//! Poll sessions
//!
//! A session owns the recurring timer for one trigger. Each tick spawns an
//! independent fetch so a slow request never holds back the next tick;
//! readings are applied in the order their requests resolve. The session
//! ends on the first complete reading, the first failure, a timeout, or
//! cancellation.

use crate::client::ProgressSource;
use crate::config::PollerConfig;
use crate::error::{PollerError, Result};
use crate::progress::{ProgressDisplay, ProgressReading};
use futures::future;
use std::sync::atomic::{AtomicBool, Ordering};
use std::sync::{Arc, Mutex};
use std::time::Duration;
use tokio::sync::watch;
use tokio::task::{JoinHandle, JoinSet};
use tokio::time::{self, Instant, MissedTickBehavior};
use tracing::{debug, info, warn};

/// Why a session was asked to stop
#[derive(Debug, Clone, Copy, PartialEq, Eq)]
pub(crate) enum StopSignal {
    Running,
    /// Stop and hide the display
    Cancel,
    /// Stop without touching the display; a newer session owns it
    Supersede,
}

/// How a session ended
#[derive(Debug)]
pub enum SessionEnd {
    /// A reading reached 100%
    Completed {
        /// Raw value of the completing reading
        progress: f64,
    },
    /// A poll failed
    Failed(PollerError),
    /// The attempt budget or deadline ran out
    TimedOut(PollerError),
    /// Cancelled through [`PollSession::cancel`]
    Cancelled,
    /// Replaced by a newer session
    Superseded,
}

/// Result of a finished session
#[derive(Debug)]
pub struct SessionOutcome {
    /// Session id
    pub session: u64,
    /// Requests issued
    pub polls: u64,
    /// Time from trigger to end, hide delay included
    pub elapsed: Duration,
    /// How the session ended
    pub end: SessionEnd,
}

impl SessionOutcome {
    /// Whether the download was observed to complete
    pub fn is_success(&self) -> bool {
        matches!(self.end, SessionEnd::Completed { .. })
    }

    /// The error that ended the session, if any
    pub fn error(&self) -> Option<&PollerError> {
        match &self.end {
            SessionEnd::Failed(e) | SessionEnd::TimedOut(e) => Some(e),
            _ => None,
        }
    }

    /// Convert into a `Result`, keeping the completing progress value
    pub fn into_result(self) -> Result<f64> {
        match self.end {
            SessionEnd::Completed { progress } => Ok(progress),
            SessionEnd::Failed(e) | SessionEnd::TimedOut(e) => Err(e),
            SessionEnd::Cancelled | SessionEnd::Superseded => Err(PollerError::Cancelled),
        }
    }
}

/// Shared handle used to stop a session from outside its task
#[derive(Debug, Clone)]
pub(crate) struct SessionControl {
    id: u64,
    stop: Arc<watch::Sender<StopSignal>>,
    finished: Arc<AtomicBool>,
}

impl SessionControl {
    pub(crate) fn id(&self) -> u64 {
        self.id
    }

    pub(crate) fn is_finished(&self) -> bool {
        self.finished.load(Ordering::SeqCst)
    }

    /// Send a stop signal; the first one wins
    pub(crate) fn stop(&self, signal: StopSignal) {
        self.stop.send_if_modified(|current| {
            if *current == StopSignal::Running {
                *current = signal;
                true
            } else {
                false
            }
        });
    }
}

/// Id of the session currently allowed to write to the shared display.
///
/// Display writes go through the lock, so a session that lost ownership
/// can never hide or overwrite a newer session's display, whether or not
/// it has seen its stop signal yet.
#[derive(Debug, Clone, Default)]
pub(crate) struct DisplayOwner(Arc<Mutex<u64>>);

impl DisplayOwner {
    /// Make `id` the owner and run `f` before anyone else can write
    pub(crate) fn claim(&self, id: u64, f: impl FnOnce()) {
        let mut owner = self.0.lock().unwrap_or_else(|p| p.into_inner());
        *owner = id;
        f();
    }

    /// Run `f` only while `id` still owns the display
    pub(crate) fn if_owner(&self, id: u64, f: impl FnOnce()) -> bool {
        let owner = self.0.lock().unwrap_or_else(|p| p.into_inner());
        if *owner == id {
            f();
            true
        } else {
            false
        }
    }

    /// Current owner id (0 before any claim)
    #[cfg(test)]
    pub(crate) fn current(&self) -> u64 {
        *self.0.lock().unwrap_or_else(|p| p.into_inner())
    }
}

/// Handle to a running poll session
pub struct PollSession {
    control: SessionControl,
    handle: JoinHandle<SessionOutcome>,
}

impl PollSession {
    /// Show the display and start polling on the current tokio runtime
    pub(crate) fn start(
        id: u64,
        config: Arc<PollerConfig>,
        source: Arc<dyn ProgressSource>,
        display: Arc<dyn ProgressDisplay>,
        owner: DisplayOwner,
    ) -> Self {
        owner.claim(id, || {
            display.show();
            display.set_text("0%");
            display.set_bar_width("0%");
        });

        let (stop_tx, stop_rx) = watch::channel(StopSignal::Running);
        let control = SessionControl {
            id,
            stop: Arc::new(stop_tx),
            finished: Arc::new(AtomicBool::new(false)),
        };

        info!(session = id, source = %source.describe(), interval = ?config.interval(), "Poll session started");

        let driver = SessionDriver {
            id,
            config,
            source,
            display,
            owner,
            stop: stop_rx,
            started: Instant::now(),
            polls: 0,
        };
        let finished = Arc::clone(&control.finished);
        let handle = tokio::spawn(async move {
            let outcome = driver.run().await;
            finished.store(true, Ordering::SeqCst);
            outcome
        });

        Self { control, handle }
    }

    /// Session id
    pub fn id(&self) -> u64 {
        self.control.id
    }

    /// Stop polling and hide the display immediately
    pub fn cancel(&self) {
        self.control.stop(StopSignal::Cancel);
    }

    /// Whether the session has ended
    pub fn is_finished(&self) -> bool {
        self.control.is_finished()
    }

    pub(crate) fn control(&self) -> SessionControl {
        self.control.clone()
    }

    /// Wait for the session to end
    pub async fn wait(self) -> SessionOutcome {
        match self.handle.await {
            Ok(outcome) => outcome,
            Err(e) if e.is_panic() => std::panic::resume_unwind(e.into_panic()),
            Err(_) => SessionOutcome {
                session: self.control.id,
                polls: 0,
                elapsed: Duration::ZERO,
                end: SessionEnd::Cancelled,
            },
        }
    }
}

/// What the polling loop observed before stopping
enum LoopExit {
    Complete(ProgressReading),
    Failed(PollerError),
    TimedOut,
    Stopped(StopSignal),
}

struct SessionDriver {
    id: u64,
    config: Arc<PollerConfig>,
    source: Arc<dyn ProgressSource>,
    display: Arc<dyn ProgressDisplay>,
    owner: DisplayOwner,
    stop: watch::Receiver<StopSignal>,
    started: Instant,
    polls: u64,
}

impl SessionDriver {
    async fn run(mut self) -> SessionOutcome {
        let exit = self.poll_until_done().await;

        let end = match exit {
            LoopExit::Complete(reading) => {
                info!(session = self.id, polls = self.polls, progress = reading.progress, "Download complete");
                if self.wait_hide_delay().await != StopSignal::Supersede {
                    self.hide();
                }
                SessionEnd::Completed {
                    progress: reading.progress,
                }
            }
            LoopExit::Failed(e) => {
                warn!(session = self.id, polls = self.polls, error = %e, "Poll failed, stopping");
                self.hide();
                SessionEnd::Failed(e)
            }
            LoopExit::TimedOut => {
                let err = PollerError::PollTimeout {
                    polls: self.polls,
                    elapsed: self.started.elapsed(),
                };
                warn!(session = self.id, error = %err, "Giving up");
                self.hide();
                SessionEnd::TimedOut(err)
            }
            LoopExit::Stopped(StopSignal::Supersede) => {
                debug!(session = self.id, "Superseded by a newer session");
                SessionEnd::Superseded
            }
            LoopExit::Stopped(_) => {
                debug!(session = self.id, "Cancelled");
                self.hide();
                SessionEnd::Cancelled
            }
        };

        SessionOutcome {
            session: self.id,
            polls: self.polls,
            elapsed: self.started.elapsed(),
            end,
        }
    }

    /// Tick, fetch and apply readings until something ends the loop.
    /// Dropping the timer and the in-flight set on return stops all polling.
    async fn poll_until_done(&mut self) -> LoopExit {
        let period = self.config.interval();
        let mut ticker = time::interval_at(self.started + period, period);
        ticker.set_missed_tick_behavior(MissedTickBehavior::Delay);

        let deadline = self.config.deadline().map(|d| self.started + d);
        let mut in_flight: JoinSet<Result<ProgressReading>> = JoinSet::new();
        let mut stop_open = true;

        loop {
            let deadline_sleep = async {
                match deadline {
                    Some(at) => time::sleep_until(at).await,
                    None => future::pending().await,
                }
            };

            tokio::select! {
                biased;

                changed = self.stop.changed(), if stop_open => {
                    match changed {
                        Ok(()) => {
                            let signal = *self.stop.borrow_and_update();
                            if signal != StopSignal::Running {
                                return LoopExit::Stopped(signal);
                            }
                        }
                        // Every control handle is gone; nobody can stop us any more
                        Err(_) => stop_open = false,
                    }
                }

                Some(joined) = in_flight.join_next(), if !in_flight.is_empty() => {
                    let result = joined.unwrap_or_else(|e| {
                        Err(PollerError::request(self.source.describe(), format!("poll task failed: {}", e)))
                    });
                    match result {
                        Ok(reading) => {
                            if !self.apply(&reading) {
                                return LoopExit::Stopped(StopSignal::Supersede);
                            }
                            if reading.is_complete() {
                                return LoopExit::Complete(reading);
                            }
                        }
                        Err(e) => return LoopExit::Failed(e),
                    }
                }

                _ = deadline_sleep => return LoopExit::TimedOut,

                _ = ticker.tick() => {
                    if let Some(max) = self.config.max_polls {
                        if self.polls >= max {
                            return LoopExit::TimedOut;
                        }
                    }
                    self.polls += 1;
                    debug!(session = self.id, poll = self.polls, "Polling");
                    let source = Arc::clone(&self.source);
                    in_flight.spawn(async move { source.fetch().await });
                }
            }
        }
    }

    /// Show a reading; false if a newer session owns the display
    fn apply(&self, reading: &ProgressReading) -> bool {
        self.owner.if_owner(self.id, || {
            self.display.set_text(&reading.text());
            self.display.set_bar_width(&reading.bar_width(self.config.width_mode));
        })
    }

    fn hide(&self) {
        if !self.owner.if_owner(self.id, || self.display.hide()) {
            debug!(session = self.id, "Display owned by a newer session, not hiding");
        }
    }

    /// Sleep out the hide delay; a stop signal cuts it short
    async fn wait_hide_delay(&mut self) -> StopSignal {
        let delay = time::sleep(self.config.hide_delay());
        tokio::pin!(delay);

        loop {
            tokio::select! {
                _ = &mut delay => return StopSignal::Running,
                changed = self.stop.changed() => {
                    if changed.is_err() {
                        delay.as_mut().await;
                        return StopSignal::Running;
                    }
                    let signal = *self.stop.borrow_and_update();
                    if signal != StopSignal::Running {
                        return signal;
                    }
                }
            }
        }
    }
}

= = = =

- PROBLEM REQUIREMENTS:
Find the lines that mention "joined" in the entries and show them.

- YOUR RESPONSE:
                Some(joined) = in_flight.join_next(), if !in_flight.is_empty() => {
                    let result = joined.unwrap_or_else(|e| {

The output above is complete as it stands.